Data to examine:
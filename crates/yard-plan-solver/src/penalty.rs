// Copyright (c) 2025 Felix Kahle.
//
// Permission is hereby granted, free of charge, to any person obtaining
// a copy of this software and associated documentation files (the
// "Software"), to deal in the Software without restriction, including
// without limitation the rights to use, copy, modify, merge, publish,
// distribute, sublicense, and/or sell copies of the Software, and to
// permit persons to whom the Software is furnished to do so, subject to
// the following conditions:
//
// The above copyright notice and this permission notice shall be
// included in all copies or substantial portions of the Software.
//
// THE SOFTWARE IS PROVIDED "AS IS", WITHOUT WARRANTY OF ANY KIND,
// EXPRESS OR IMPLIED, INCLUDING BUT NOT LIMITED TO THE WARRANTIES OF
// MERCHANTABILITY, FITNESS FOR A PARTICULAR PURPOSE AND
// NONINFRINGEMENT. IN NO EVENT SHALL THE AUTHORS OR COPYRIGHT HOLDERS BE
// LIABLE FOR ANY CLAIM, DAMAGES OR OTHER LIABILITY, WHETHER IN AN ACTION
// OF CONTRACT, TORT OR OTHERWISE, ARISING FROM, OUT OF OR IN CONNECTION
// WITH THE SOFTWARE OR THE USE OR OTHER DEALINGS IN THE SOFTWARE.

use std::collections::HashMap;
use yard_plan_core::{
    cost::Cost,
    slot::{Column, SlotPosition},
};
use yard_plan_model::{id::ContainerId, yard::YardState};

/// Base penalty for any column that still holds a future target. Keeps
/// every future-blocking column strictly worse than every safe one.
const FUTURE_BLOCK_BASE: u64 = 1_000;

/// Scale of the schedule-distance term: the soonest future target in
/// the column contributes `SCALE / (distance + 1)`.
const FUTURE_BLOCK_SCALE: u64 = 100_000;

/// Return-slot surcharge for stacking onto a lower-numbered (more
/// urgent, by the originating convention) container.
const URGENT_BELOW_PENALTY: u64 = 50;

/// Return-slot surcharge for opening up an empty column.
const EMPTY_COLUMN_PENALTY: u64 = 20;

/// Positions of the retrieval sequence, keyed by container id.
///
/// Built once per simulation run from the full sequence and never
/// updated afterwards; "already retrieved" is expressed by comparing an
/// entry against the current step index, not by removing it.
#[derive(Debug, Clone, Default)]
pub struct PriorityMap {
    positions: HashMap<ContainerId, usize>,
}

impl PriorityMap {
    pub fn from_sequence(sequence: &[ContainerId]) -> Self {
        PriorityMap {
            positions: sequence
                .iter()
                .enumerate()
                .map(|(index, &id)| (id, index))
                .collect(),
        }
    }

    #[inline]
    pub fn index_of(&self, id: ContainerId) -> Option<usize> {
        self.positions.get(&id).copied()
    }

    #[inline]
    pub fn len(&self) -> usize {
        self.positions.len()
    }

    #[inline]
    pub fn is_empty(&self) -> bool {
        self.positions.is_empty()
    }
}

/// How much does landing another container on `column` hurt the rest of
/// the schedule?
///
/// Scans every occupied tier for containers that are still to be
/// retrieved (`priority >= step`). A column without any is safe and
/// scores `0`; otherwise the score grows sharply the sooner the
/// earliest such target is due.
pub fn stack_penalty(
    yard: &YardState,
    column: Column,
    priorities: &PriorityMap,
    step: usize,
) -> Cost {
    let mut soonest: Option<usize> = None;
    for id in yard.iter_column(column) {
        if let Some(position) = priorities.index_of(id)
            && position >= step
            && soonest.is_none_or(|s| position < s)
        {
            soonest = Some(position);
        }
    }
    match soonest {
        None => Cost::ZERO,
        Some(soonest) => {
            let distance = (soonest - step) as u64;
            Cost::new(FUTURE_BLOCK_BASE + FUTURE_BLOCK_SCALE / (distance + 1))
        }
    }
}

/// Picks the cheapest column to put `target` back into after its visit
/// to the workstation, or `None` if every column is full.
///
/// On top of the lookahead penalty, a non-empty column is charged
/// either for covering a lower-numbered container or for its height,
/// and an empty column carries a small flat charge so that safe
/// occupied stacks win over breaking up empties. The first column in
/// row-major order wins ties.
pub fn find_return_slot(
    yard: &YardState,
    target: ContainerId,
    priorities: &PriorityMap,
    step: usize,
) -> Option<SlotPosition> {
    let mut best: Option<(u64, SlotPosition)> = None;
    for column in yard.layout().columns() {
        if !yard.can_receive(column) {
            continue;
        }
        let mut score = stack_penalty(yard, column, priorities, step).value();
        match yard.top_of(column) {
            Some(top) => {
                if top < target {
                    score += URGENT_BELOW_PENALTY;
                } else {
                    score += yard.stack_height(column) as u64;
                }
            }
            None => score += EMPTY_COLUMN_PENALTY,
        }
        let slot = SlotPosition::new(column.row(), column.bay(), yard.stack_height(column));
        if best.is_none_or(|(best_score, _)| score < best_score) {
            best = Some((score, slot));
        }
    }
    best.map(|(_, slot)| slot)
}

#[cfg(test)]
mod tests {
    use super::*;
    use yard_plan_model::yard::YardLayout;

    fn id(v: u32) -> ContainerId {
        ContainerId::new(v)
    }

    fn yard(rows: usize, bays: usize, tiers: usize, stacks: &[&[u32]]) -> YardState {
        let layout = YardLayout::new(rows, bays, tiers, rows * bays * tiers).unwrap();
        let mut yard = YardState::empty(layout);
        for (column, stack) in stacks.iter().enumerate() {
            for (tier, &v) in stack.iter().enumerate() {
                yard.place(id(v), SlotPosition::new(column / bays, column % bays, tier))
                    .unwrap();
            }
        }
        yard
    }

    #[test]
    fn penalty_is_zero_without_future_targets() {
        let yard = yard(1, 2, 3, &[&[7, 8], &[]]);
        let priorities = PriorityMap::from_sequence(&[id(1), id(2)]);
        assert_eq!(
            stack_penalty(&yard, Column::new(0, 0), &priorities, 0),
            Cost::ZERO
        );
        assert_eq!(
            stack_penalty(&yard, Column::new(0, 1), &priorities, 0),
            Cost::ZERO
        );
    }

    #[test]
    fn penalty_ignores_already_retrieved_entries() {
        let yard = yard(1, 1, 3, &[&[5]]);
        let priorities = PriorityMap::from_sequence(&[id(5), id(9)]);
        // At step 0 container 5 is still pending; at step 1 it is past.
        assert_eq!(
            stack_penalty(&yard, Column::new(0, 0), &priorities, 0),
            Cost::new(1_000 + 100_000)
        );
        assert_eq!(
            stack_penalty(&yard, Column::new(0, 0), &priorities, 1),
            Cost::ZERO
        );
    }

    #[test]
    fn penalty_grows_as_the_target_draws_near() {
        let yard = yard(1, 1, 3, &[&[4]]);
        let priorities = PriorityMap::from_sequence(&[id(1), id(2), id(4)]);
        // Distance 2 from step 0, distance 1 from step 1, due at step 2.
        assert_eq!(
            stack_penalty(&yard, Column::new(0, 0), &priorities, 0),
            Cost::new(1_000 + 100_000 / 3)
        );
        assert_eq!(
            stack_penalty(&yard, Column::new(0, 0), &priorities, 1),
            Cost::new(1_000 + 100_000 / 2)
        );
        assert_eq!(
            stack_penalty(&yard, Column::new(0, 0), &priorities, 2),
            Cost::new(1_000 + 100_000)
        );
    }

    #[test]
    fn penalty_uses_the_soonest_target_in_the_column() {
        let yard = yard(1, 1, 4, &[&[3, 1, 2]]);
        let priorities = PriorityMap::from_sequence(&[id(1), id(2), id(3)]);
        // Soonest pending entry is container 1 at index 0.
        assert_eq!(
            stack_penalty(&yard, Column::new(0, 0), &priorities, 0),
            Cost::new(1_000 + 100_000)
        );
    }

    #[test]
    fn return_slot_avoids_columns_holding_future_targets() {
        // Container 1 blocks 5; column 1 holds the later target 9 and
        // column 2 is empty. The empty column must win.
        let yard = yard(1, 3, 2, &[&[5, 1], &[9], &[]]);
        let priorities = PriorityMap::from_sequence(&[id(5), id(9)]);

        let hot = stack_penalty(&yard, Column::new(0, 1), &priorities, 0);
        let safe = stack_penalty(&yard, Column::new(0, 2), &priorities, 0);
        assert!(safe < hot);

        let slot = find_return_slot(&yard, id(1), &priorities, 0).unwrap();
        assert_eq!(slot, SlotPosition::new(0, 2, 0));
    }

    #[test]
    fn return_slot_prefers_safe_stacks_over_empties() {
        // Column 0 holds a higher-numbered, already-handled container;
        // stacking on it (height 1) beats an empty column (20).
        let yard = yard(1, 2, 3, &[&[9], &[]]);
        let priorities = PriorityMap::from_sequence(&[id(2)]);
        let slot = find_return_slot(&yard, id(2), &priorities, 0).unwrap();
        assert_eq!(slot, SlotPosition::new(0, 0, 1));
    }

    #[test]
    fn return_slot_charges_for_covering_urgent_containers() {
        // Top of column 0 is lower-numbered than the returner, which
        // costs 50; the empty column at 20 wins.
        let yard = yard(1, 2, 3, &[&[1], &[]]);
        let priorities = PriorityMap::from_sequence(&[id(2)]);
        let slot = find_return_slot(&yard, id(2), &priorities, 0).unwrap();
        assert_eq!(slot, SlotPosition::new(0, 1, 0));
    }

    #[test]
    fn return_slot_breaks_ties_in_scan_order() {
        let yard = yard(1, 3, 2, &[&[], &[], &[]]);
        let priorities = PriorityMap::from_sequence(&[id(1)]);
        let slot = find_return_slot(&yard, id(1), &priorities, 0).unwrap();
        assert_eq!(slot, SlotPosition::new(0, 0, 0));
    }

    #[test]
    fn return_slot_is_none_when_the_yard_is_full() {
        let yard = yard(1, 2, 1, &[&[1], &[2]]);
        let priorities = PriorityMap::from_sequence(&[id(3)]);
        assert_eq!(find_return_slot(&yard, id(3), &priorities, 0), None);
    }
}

Task objective:
Starting at the line that contains "let priorities = PriorityMap::from_sequence(&[id(1)]);", copy each line through the last one in the records, exactly, and output nothing else.

Written answer:
        let priorities = PriorityMap::from_sequence(&[id(1)]);
        let slot = find_return_slot(&yard, id(1), &priorities, 0).unwrap();
        assert_eq!(slot, SlotPosition::new(0, 0, 0));
    }

    #[test]
    fn return_slot_is_none_when_the_yard_is_full() {
        let yard = yard(1, 2, 1, &[&[1], &[2]]);
        let priorities = PriorityMap::from_sequence(&[id(3)]);
        assert_eq!(find_return_slot(&yard, id(3), &priorities, 0), None);
    }
}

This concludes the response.